If you want to run the simulation at full speed without waiting for control messages, use --disableClickSync. WARNING: This means that the results are non-deterministic - but it is also closer to what will happen in a real setting.

Flag	Meaning
--realTime 0	Do not sync simulation with wallclock time - run as fast as possible
--realTime 1	Synchronize simulation with wallclock time - a 10 second simulation will take at least 10 seconds
--disableClickSync	Do not sync simulation with controller - run as fast as possible. (Without this flag, synchronization will occur)
--framerate 60	Update graphics at a separate frequency than simulation.

--framerate is useful when simulation timestep is less than 0.167 (60 Hz). It can increase performance for agxViewer (when running agx on host), but typically not for SimulationView (with --agxOnly).

If you want a simulation to run as fast as possible, you should use --realTime 0 --disableClickSync --framerate 60. If you want to run as close to realtime/walltime as possible, you should use e.g. --realTime 1 --disableClickSync --framerate 60.

Profiling

Profiling can be done by providing examples with --profile --stopAfter <seconds>, e.g. --profile --stopAfter 10 You can also add --profileFile my_file.prof which will create a file that can be opened with for example snakeviz

Batch simulations

The simulation scene can be restarted from the initial position continously and automatically after a specified amount of time.

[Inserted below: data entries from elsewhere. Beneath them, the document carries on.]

//! Epsilon-insensitive support-vector regression with an RBF kernel.
//!
//! The dual is solved by cyclic coordinate descent. The intercept is folded
//! into the kernel (`K + 1`), which removes the equality constraint and
//! leaves box constraints `-C <= beta_i <= C` only.

use ndarray::{Array2, ArrayView1, Axis};

use crate::error::{AnalysisError, Result};

#[derive(Debug, Clone, Copy, PartialEq)]
pub struct SvrParams {
    pub c: f64,
    pub epsilon: f64,
    /// `None` picks 1 / (n_features * variance of the training matrix)
    pub gamma: Option<f64>,
    pub max_iterations: usize,
    pub tolerance: f64,
}

#[derive(Debug, Clone)]
pub struct SupportVectorRegressor {
    support: Array2<f64>,
    coefficients: Vec<f64>,
    gamma: f64,
}

impl SupportVectorRegressor {
    pub fn fit(x: &Array2<f64>, y: &[f64], params: SvrParams) -> Result<Self> {
        let n = x.nrows();
        if n == 0 || n != y.len() {
            return Err(AnalysisError::DataShape(format!(
                "support-vector regression needs matching non-empty inputs, got {} rows and {} targets",
                n,
                y.len()
            )));
        }
        if params.c.is_nan() || params.c <= 0.0 {
            return Err(AnalysisError::Training {
                model: "support_vector".into(),
                message: format!("C must be positive, got {}", params.c),
            });
        }

        let gamma = params.gamma.unwrap_or_else(|| scale_gamma(x));

        // rbf(x, x) = 1, so every diagonal entry of K + 1 is 2
        let diagonal = 2.0;
        let mut beta = vec![0.0; n];
        // (K + 1) * beta, kept in sync with every coordinate update
        let mut fitted = vec![0.0; n];
        let mut converged = false;

        for sweep in 0..params.max_iterations {
            let mut largest_step: f64 = 0.0;

            for i in 0..n {
                let gradient = fitted[i] - y[i];
                let z = beta[i] - gradient / diagonal;
                let shrunk = z.signum() * (z.abs() - params.epsilon / diagonal).max(0.0);
                let updated = shrunk.clamp(-params.c, params.c);

                let step = updated - beta[i];
                if step != 0.0 {
                    // Kernel rows are recomputed on demand; memory stays linear in n
                    let row = x.row(i);
                    for (value, other) in fitted.iter_mut().zip(x.rows()) {
                        *value += step * (rbf(row, other, gamma) + 1.0);
                    }
                    beta[i] = updated;
                    largest_step = largest_step.max(step.abs());
                }
            }

            if largest_step < params.tolerance {
                log::debug!("SVR converged after {} sweeps", sweep + 1);
                converged = true;
                break;
            }
        }

        if !converged {
            log::debug!("SVR stopped at the {} sweep cap", params.max_iterations);
        }

        let support_rows: Vec<usize> = (0..n).filter(|&i| beta[i] != 0.0).collect();
        let support = x.select(Axis(0), &support_rows);
        let coefficients = support_rows.iter().map(|&i| beta[i]).collect();

        Ok(Self {
            support,
            coefficients,
            gamma,
        })
    }

    pub fn predict(&self, x: &Array2<f64>) -> Vec<f64> {
        x.rows()
            .into_iter()
            .map(|row| {
                self.support
                    .rows()
                    .into_iter()
                    .zip(&self.coefficients)
                    .map(|(sv, beta)| beta * (rbf(sv, row, self.gamma) + 1.0))
                    .sum::<f64>()
            })
            .collect()
    }

    pub fn support_vector_count(&self) -> usize {
        self.coefficients.len()
    }

    pub fn gamma(&self) -> f64 {
        self.gamma
    }
}

fn rbf(a: ArrayView1<f64>, b: ArrayView1<f64>, gamma: f64) -> f64 {
    let distance: f64 = a.iter().zip(b.iter()).map(|(p, q)| (p - q) * (p - q)).sum();
    (-gamma * distance).exp()
}

/// 1 / (n_features * var(X)) over every matrix entry; 1.0 for a constant matrix
fn scale_gamma(x: &Array2<f64>) -> f64 {
    let variance = x.var(0.0);
    if variance > 0.0 && variance.is_finite() {
        1.0 / (x.ncols() as f64 * variance)
    } else {
        1.0
    }
}
//! Population z-score standardization.
//!
//! Fitting produces plain parameters that callers pass along explicitly;
//! nothing is cached between calls.

use ndarray::{Array2, Axis};
use serde::{Deserialize, Serialize};
use statrs::statistics::Statistics;

/// Per-column mean and scale learned from one matrix
#[derive(Debug, Clone, PartialEq, Serialize, Deserialize)]
pub struct ScalerParams {
    pub mean: Vec<f64>,
    /// Population standard deviation, 1.0 for constant columns
    pub scale: Vec<f64>,
}

/// Fit column means and population standard deviations
pub fn fit_scaler(data: &Array2<f64>) -> ScalerParams {
    let columns = data.ncols();
    if data.nrows() == 0 {
        return ScalerParams {
            mean: vec![0.0; columns],
            scale: vec![1.0; columns],
        };
    }

    let mut mean = Vec::with_capacity(columns);
    let mut scale = Vec::with_capacity(columns);

    for column in data.axis_iter(Axis(1)) {
        mean.push(column.iter().mean());
        let std = column.iter().population_std_dev();
        scale.push(if std > 0.0 && std.is_finite() { std } else { 1.0 });
    }

    ScalerParams { mean, scale }
}

impl ScalerParams {
    pub fn transform(&self, data: &Array2<f64>) -> Array2<f64> {
        let mut scaled = data.clone();
        for (j, mut column) in scaled.axis_iter_mut(Axis(1)).enumerate() {
            column.mapv_inplace(|x| (x - self.mean[j]) / self.scale[j]);
        }
        scaled
    }

    pub fn fit_transform(data: &Array2<f64>) -> (Self, Array2<f64>) {
        let params = fit_scaler(data);
        let scaled = params.transform(data);
        (params, scaled)
    }
}

#[cfg(test)]
mod tests {
    use super::*;
    use ndarray::array;

    #[test]
    fn standardizes_with_population_deviation() {
        let data = array![[1.0, 5.0], [3.0, 5.0]];
        let (params, scaled) = ScalerParams::fit_transform(&data);

        assert_eq!(params.mean, vec![2.0, 5.0]);
        assert_eq!(params.scale, vec![1.0, 1.0]);
        assert_eq!(scaled, array![[-1.0, 0.0], [1.0, 0.0]]);
    }

    #[test]
    fn test_rows_use_training_parameters() {
        let train = array![[0.0], [4.0]];
        let params = fit_scaler(&train);
        let test = params.transform(&array![[6.0]]);
        assert_eq!(test[[0, 0]], 2.0);
    }
}
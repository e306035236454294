//! Bagged regression trees

use ndarray::Array2;
use rand::rngs::StdRng;
use rand::{Rng, SeedableRng};
use rayon::prelude::*;

use crate::error::{AnalysisError, Result};
use crate::model::tree::{normalize_importances, RegressionTree, TreeParams};

#[derive(Debug, Clone)]
pub struct RandomForest {
    trees: Vec<RegressionTree>,
}

impl RandomForest {
    /// Each tree sees a bootstrap sample drawn from its own seeded stream,
    /// so the forest is identical however the pool schedules the fits
    pub fn fit(x: &Array2<f64>, y: &[f64], n_trees: usize, params: TreeParams, seed: u64) -> Result<Self> {
        if n_trees == 0 {
            return Err(AnalysisError::DataShape("a forest needs at least one tree".into()));
        }

        let n = y.len();
        let trees = (0..n_trees)
            .into_par_iter()
            .map(|t| {
                let mut rng = StdRng::seed_from_u64(seed.wrapping_add(t as u64));
                let rows: Vec<usize> = (0..n).map(|_| rng.gen_range(0..n.max(1))).collect();
                RegressionTree::fit(x, y, &rows, params)
            })
            .collect::<Result<Vec<_>>>()?;

        Ok(Self { trees })
    }

    pub fn predict(&self, x: &Array2<f64>) -> Vec<f64> {
        let scale = 1.0 / self.trees.len() as f64;
        x.rows()
            .into_iter()
            .map(|row| self.trees.iter().map(|tree| tree.predict_row(row)).sum::<f64>() * scale)
            .collect()
    }

    /// Mean of the per-tree normalized importances
    pub fn feature_importances(&self) -> Vec<f64> {
        let Some(first) = self.trees.first() else {
            return Vec::new();
        };

        let mut totals = vec![0.0; first.raw_gains().len()];
        for tree in &self.trees {
            for (total, value) in totals.iter_mut().zip(tree.feature_importances()) {
                *total += value;
            }
        }
        normalize_importances(totals)
    }

    pub fn tree_count(&self) -> usize {
        self.trees.len()
    }
}

#[cfg(test)]
mod tests {
    use super::*;

    fn linear_data() -> (Array2<f64>, Vec<f64>) {
        let x = Array2::from_shape_fn((40, 2), |(i, j)| if j == 0 { i as f64 } else { (i % 3) as f64 });
        let y = (0..40).map(|i| 3.0 * i as f64).collect();
        (x, y)
    }

    const PARAMS: TreeParams = TreeParams {
        max_depth: 10,
        min_samples_split: 2,
    };

    #[test]
    fn same_seed_same_forest() {
        let (x, y) = linear_data();
        let a = RandomForest::fit(&x, &y, 10, PARAMS, 42).unwrap();
        let b = RandomForest::fit(&x, &y, 10, PARAMS, 42).unwrap();
        assert_eq!(a.predict(&x), b.predict(&x));
        assert_eq!(a.tree_count(), 10);
    }

    #[test]
    fn importance_follows_the_signal() {
        let (x, y) = linear_data();
        let forest = RandomForest::fit(&x, &y, 20, PARAMS, 7).unwrap();
        let importances = forest.feature_importances();
        assert!(importances[0] > importances[1]);
        assert!((importances.iter().sum::<f64>() - 1.0).abs() < 1e-9);
    }

    #[test]
    fn zero_trees_is_rejected() {
        let (x, y) = linear_data();
        assert!(RandomForest::fit(&x, &y, 0, PARAMS, 1).is_err());
    }
}
//! Two-component principal projection for plotting.
//!
//! Leading eigenvectors of the covariance matrix are found by power
//! iteration with deflation. Each component's sign is fixed so its largest
//! loading is positive, which keeps coordinates stable across runs.

use ndarray::{Array1, Array2, Axis};
use serde::{Deserialize, Serialize};

const MAX_ITERATIONS: usize = 1000;
const TOLERANCE: f64 = 1e-10;

#[derive(Debug, Clone, PartialEq, Serialize, Deserialize)]
pub struct Projection {
    /// One (x, y) pair per input row
    pub coordinates: Vec<(f64, f64)>,
    /// Share of total variance captured by each axis
    pub explained_variance_ratio: [f64; 2],
}

/// Project rows onto their first two principal components
pub fn project_2d(data: &Array2<f64>) -> Projection {
    let (n, p) = data.dim();
    if n == 0 || p == 0 {
        return Projection {
            coordinates: vec![(0.0, 0.0); n],
            explained_variance_ratio: [0.0; 2],
        };
    }

    let mean = data.mean_axis(Axis(0)).unwrap_or_else(|| Array1::zeros(p));
    let centered = data - &mean;
    let denominator = (n.max(2) - 1) as f64;
    let mut covariance = centered.t().dot(&centered) / denominator;
    let total_variance = covariance.diag().sum();

    let mut axes = Vec::with_capacity(2);
    let mut ratios = [0.0; 2];

    for ratio in ratios.iter_mut().take(p.min(2)) {
        let (value, vector) = leading_eigenpair(&covariance);

        // Rounding residue left by deflation is not a direction
        if value <= total_variance * 1e-12 {
            axes.push(Array1::zeros(p));
            continue;
        }
        *ratio = value / total_variance;

        // Remove the found direction before the next pass
        let outer = vector
            .view()
            .insert_axis(Axis(1))
            .dot(&vector.view().insert_axis(Axis(0)));
        covariance = covariance - outer * value;
        axes.push(vector);
    }

    let coordinates = centered
        .rows()
        .into_iter()
        .map(|row| {
            let x = axes.first().map_or(0.0, |axis| row.dot(axis));
            let y = axes.get(1).map_or(0.0, |axis| row.dot(axis));
            (x, y)
        })
        .collect();

    Projection {
        coordinates,
        explained_variance_ratio: ratios,
    }
}

/// Largest eigenvalue and its unit eigenvector of a symmetric PSD matrix
fn leading_eigenpair(matrix: &Array2<f64>) -> (f64, Array1<f64>) {
    let p = matrix.nrows();
    let mut vector = Array1::from_elem(p, 1.0 / (p as f64).sqrt());

    // A start vector orthogonal to the dominant direction would stall;
    // retry from each basis vector in turn
    for start in 0..=p {
        if start > 0 {
            vector = Array1::zeros(p);
            vector[start - 1] = 1.0;
        }

        if let Some(found) = iterate(matrix, vector.clone()) {
            let value = found.dot(&matrix.dot(&found));
            return (value.max(0.0), orient(found));
        }
    }

    (0.0, Array1::zeros(p))
}

fn iterate(matrix: &Array2<f64>, mut vector: Array1<f64>) -> Option<Array1<f64>> {
    for _ in 0..MAX_ITERATIONS {
        let next = matrix.dot(&vector);
        let norm = next.dot(&next).sqrt();
        if norm <= f64::EPSILON {
            return None;
        }
        let next = next / norm;
        let change = (&next - &vector).mapv(f64::abs).sum();
        vector = next;
        if change < TOLERANCE {
            break;
        }
    }
    Some(vector)
}

/// Flip so the largest-magnitude loading is positive
fn orient(vector: Array1<f64>) -> Array1<f64> {
    let pivot = vector
        .iter()
        .copied()
        .fold(0.0_f64, |best, v| if v.abs() > best.abs() { v } else { best });
    if pivot < 0.0 {
        -vector
    } else {
        vector
    }
}
//! Held-out regression metrics

/// Coefficient of determination.
///
/// A constant target scores 1.0 when predicted exactly and 0.0 otherwise,
/// keeping the value finite for model comparison.
pub fn r2_score(actual: &[f64], predicted: &[f64]) -> f64 {
    if actual.is_empty() {
        return 0.0;
    }
    let mean = actual.iter().sum::<f64>() / actual.len() as f64;
    let residual: f64 = actual
        .iter()
        .zip(predicted)
        .map(|(a, p)| (a - p) * (a - p))
        .sum();
    let total: f64 = actual.iter().map(|a| (a - mean) * (a - mean)).sum();

    if total == 0.0 {
        return if residual == 0.0 { 1.0 } else { 0.0 };
    }
    1.0 - residual / total
}

pub fn rmse(actual: &[f64], predicted: &[f64]) -> f64 {
    if actual.is_empty() {
        return 0.0;
    }
    let mse = actual
        .iter()
        .zip(predicted)
        .map(|(a, p)| (a - p) * (a - p))
        .sum::<f64>()
        / actual.len() as f64;
    mse.sqrt()
}

pub fn mae(actual: &[f64], predicted: &[f64]) -> f64 {
    if actual.is_empty() {
        return 0.0;
    }
    actual.iter().zip(predicted).map(|(a, p)| (a - p).abs()).sum::<f64>() / actual.len() as f64
}

#[cfg(test)]
mod tests {
    use super::*;

    #[test]
    fn perfect_and_mean_predictions() {
        let actual = [1.0, 2.0, 3.0];
        assert_eq!(r2_score(&actual, &actual), 1.0);
        assert_eq!(r2_score(&actual, &[2.0, 2.0, 2.0]), 0.0);
        assert_eq!(rmse(&actual, &actual), 0.0);
    }

    #[test]
    fn error_magnitudes() {
        let actual = [0.0, 0.0];
        let predicted = [3.0, -3.0];
        assert_eq!(rmse(&actual, &predicted), 3.0);
        assert_eq!(mae(&actual, &predicted), 3.0);
        assert_eq!(r2_score(&actual, &predicted), 0.0);
        assert_eq!(r2_score(&actual, &actual), 1.0);
    }
}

Add --batch <seconds> on the commandline and the ResetBatchListener will reset the simulation after the specified amout of time. If the Brick model include any BatchVariables or any ParameterSpace, those will also be updated to their next state (redefining the initial state). See documentation for Brick for more information about these types of models.

Implementation details

ClickApplication has five major parts

• The ClickApplication class itself, which steps the application and simulation in a loop.
• A ClickFrameListener that is envoked each main loop iteration
  • Receives all Click messages, and replies to all immediately except for ControlMessage which is queued for the ClickEventListener
• A ClickEventListener that is envoked each simulation step
  • Updates Robots from the queued ControlMessage before the simulation step.
  • Sends SensorMessage updated from Robots after the simulation step.
• A KeyboardListener that overrides ExampleApplication keys in order to take control of Simulation flow.
• A ResetBatchListener implementing the Batch Simulation mode, used to monitor simulation time and ask ClickApplication to reset at intervals

License

Apache License 2.0